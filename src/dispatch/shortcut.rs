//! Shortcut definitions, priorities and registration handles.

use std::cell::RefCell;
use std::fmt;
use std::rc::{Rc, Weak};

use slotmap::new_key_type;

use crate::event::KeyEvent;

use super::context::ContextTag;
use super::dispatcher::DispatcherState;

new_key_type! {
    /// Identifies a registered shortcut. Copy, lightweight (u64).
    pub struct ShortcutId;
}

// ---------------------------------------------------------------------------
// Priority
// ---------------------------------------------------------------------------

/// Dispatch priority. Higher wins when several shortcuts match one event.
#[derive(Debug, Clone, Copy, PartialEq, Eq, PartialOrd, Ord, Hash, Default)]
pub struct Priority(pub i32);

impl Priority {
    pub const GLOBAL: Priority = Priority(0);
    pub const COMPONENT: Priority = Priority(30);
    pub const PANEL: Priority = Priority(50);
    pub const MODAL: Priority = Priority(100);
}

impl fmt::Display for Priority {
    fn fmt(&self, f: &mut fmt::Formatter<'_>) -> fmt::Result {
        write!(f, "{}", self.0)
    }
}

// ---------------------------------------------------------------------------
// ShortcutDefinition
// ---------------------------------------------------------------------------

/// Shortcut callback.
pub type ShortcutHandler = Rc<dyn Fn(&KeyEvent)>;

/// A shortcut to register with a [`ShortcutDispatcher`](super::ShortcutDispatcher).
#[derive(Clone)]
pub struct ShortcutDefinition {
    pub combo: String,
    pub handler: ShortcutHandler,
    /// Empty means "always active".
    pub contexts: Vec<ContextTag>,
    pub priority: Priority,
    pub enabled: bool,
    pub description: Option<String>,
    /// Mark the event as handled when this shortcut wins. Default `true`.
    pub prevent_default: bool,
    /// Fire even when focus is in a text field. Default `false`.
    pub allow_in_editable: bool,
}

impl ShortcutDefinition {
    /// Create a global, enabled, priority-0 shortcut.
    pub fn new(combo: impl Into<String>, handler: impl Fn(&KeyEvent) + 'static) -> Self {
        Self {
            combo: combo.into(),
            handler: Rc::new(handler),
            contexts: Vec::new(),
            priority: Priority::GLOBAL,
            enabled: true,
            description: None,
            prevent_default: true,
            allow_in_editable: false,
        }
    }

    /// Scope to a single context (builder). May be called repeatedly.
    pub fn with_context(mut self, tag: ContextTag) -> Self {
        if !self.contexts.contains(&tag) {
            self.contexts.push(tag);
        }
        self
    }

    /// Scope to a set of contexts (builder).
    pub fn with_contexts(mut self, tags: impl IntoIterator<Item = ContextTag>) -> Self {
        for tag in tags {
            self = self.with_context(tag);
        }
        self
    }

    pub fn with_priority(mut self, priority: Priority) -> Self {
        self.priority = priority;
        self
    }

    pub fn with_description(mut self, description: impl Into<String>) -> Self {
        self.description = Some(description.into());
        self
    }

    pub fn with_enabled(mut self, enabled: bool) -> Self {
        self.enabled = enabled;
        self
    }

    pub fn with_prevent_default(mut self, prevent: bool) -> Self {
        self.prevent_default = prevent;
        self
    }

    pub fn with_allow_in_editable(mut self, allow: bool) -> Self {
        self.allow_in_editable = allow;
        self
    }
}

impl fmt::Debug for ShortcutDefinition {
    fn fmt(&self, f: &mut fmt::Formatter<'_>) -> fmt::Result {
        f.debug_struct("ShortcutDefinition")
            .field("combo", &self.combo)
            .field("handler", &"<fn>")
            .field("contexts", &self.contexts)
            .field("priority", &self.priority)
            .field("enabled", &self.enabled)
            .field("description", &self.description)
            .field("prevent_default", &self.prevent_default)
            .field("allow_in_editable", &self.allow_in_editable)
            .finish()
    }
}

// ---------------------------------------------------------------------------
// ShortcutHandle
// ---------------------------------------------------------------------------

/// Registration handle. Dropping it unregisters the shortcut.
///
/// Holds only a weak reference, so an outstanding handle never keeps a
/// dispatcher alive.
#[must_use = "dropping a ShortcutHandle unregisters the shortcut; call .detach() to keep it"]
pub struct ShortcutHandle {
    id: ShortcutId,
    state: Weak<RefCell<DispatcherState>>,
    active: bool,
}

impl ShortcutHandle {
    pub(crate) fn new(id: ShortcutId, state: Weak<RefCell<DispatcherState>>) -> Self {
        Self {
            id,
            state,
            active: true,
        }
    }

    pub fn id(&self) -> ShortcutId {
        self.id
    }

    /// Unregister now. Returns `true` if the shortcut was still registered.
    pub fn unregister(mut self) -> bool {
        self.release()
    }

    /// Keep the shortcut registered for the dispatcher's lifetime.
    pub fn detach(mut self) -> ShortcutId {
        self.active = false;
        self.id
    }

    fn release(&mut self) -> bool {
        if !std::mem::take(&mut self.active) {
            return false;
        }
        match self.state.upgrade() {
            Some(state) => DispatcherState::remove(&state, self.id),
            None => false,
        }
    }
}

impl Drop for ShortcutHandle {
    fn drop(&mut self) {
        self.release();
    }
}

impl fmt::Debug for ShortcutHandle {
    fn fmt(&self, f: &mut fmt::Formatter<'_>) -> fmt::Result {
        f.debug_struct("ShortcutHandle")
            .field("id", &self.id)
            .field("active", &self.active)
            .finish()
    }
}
________________________________________
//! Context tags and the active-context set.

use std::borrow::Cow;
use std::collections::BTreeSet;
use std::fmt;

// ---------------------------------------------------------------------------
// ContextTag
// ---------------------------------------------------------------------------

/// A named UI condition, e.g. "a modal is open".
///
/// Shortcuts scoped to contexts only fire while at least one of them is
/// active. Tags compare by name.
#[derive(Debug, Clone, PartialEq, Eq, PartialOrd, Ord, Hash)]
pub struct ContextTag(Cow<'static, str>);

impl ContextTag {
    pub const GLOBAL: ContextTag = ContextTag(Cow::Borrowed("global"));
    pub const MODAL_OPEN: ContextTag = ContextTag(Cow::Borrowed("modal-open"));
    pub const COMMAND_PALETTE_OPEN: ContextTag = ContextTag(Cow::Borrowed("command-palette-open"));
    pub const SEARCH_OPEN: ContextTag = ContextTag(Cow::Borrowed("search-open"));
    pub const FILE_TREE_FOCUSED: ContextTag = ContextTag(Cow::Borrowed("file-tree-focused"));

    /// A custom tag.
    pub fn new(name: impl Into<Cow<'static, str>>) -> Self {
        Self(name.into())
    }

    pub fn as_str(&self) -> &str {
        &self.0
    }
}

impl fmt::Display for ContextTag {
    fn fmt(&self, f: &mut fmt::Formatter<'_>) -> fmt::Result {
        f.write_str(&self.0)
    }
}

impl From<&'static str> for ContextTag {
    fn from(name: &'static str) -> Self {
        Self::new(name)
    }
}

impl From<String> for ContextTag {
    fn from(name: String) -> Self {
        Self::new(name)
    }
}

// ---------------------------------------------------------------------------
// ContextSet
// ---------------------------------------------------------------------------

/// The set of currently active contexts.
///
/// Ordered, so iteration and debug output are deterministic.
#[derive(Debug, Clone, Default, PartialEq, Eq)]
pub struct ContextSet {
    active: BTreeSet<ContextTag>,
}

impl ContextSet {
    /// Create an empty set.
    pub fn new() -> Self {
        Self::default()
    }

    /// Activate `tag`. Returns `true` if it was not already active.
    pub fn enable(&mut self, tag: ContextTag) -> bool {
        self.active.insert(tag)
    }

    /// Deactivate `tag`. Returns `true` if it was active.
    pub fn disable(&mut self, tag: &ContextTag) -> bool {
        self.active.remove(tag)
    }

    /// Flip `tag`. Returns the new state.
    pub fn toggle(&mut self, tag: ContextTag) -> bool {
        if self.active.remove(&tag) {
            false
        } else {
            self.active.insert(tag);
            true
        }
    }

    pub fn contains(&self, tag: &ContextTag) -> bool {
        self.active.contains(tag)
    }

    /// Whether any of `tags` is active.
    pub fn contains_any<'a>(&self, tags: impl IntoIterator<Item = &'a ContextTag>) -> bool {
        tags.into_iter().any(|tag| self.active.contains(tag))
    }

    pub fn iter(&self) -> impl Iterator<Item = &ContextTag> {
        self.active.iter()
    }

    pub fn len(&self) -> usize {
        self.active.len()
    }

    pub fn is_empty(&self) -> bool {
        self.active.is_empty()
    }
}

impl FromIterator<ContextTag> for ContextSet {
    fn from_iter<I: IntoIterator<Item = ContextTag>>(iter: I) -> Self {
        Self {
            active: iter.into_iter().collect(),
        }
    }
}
________________________________________
TASK STATEMENT :: Output the lines above exactly, but only those between the line holding "filename src/dispatch/shortcut.rs" and the line holding "pub const GLOBAL: Priority = Priority(0);", inclusive.

OUTPUT FOR THIS TASK ::
filename src/dispatch/shortcut.rs
//! Shortcut definitions, priorities and registration handles.

use std::cell::RefCell;
use std::fmt;
use std::rc::{Rc, Weak};

use slotmap::new_key_type;

use crate::event::KeyEvent;

use super::context::ContextTag;
use super::dispatcher::DispatcherState;

new_key_type! {
    /// Identifies a registered shortcut. Copy, lightweight (u64).
    pub struct ShortcutId;
}

// ---------------------------------------------------------------------------
// Priority
// ---------------------------------------------------------------------------

/// Dispatch priority. Higher wins when several shortcuts match one event.
#[derive(Debug, Clone, Copy, PartialEq, Eq, PartialOrd, Ord, Hash, Default)]
pub struct Priority(pub i32);

impl Priority {
    pub const GLOBAL: Priority = Priority(0);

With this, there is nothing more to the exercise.